There has been much talk, of an impending piracy “perfect storm” off Somalia. To quote one observer, we can expect “more and badder bad guys’ and less “good guys”, which all sounds pretty bleak to say the least.
When the SW monsoon lifts there is likely to be only a minimal naval/military presence left patrolling the Gulf of Aden and Indian Ocean and the pirates are likely to burst out of the blocks with new weapons and boats, and just as greedy as ever.
For the shipping companies who aren’t yet fitted with anti-piracy systems, it seems ever more likely they will turn to armed guards. Not out of a passion for men with guns, but out of desperation.
However there is still much confusion about the potential legal ramifications of using arms – with P&I Clubs joining the debate and outspoken legal commentators joining the fray.
According to John AC Cartner writing in Lloyd’s List, the appointment of armed guards is fraught with, “potential criminal liabilities for guards, master and owners”.
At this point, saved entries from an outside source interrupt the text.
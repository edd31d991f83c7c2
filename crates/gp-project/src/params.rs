//! Flat parameter mapping, layering and typed access.

use std::collections::BTreeMap;

use serde_yaml::Value;

use crate::{ProjectError, ProjectResult};

pub type ParamMap = BTreeMap<String, Value>;

/// Built-in defaults, the lowest configuration layer.
pub const DEFAULTS_YAML: &str = include_str!("defaults.yaml");

/// String value that clears a parameter.
pub const NONE_SENTINEL: &str = "None";

/// Parse one YAML layer into a flat mapping.
///
/// An empty document is an empty layer. `None` strings become null so that a
/// later layer can clear a value set by an earlier one.
pub fn parse_layer(content: &str) -> ProjectResult<ParamMap> {
    let blank = content.lines().all(|line| {
        let line = line.trim();
        line.is_empty() || line.starts_with('#')
    });
    if blank {
        return Ok(ParamMap::new());
    }
    let doc: Value = serde_yaml::from_str(content)?;
    let mapping = match doc {
        Value::Null => return Ok(ParamMap::new()),
        Value::Mapping(m) => m,
        _ => {
            return Err(ProjectError::invalid(
                "<document>",
                "a condition file must be a mapping of parameter names to values",
            ));
        }
    };

    let mut map = ParamMap::new();
    for (key, value) in mapping {
        let key = match key {
            Value::String(s) => s,
            other => {
                return Err(ProjectError::invalid(
                    format!("{other:?}"),
                    "parameter names must be strings",
                ));
            }
        };
        map.insert(key, normalise(value));
    }
    Ok(map)
}

pub fn defaults() -> ProjectResult<ParamMap> {
    parse_layer(DEFAULTS_YAML)
}

fn normalise(value: Value) -> Value {
    match value {
        Value::String(s) if s == NONE_SENTINEL => Value::Null,
        other => other,
    }
}

/// Merge layers in order; later layers win key by key.
pub fn merge<I>(layers: I) -> ParamMap
where
    I: IntoIterator<Item = ParamMap>,
{
    let mut merged = ParamMap::new();
    for layer in layers {
        merged.extend(layer);
    }
    merged
}

/// Parse a `key=value` override. The value is read as YAML, so numbers,
/// booleans, lists and mappings keep their types.
pub fn parse_override(entry: &str) -> ProjectResult<(String, Value)> {
    let (key, raw) = entry.split_once('=').ok_or_else(|| ProjectError::Override {
        entry: entry.to_string(),
    })?;
    let key = key.trim();
    if key.is_empty() {
        return Err(ProjectError::Override {
            entry: entry.to_string(),
        });
    }
    let raw = raw.trim();
    let value = serde_yaml::from_str::<Value>(raw).unwrap_or_else(|_| Value::String(raw.to_string()));
    Ok((key.to_string(), normalise(value)))
}

/// Merged parameters with cleared values removed.
#[derive(Debug, Clone, Default, PartialEq)]
pub struct Params {
    map: ParamMap,
}

impl Params {
    pub fn new(map: ParamMap) -> Self {
        let map = map
            .into_iter()
            .filter(|(_, v)| !v.is_null())
            .collect();
        Self { map }
    }

    pub fn get(&self, key: &str) -> Option<&Value> {
        self.map.get(key)
    }

    pub fn contains(&self, key: &str) -> bool {
        self.map.contains_key(key)
    }

    pub fn keys(&self) -> impl Iterator<Item = &str> + '_ {
        self.map.keys().map(String::as_str)
    }

    pub fn str(&self, key: &str) -> ProjectResult<Option<&str>> {
        match self.get(key) {
            None => Ok(None),
            Some(Value::String(s)) => Ok(Some(s.as_str())),
            Some(_) => Err(ProjectError::invalid(key, "expected a string")),
        }
    }

    pub fn require_str(&self, key: &str) -> ProjectResult<&str> {
        self.str(key)?.ok_or_else(|| ProjectError::missing(key))
    }

    pub fn f64(&self, key: &str) -> ProjectResult<Option<f64>> {
        self.get(key).map(|v| value_to_f64(key, v)).transpose()
    }

    pub fn require_f64(&self, key: &str) -> ProjectResult<f64> {
        self.f64(key)?.ok_or_else(|| ProjectError::missing(key))
    }

    pub fn bool(&self, key: &str) -> ProjectResult<Option<bool>> {
        match self.get(key) {
            None => Ok(None),
            Some(Value::Bool(b)) => Ok(Some(*b)),
            Some(Value::String(s)) => match s.to_ascii_lowercase().as_str() {
                "true" | "yes" => Ok(Some(true)),
                "false" | "no" => Ok(Some(false)),
                _ => Err(ProjectError::invalid(key, "expected true or false")),
            },
            Some(_) => Err(ProjectError::invalid(key, "expected true or false")),
        }
    }

    pub fn usize(&self, key: &str) -> ProjectResult<Option<usize>> {
        match self.get(key) {
            None => Ok(None),
            Some(v) => v
                .as_u64()
                .and_then(|n| usize::try_from(n).ok())
                .map(Some)
                .ok_or_else(|| ProjectError::invalid(key, "expected a non-negative integer")),
        }
    }

    /// A number, or the name of another numeric parameter (`T_0`, `p_0`).
    pub fn f64_or_alias(&self, key: &str, aliases: &[&str]) -> ProjectResult<Option<f64>> {
        match self.get(key) {
            Some(Value::String(s)) if aliases.contains(&s.as_str()) => {
                self.require_f64(s).map(Some)
            }
            _ => self.f64(key),
        }
    }
}

pub(crate) fn value_to_f64(key: &str, value: &Value) -> ProjectResult<f64> {
    let v = match value {
        Value::Number(n) => n.as_f64(),
        Value::String(s) => s.trim().parse::<f64>().ok(),
        _ => None,
    };
    match v {
        Some(v) if v.is_finite() => Ok(v),
        _ => Err(ProjectError::invalid(key, "expected a finite number")),
    }
}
A number of lawyers have been sending rather mixed messages on this topic, and while their legal interpretations may well be accurate, it seems increasingly difficult to actually clarify just what a master should do and when. It seems a case of owners, masters and guards being “damned if they do and damned if they don’t”.
If they do place armed guards onboard, and if they do fire and if they do injure a pirate, then there are fears that they could be violating flag state laws. Whereas if they don’t take the necessary steps to safeguard themselves and the ship gets hijacked, then they have also failed in their duty to protect the crew and vessel.
Mind you, perhaps we should remember the words of Dirty Harry, “shooting is fine, so long as the right people get shot”. Sadly it seems a little more complicated than that.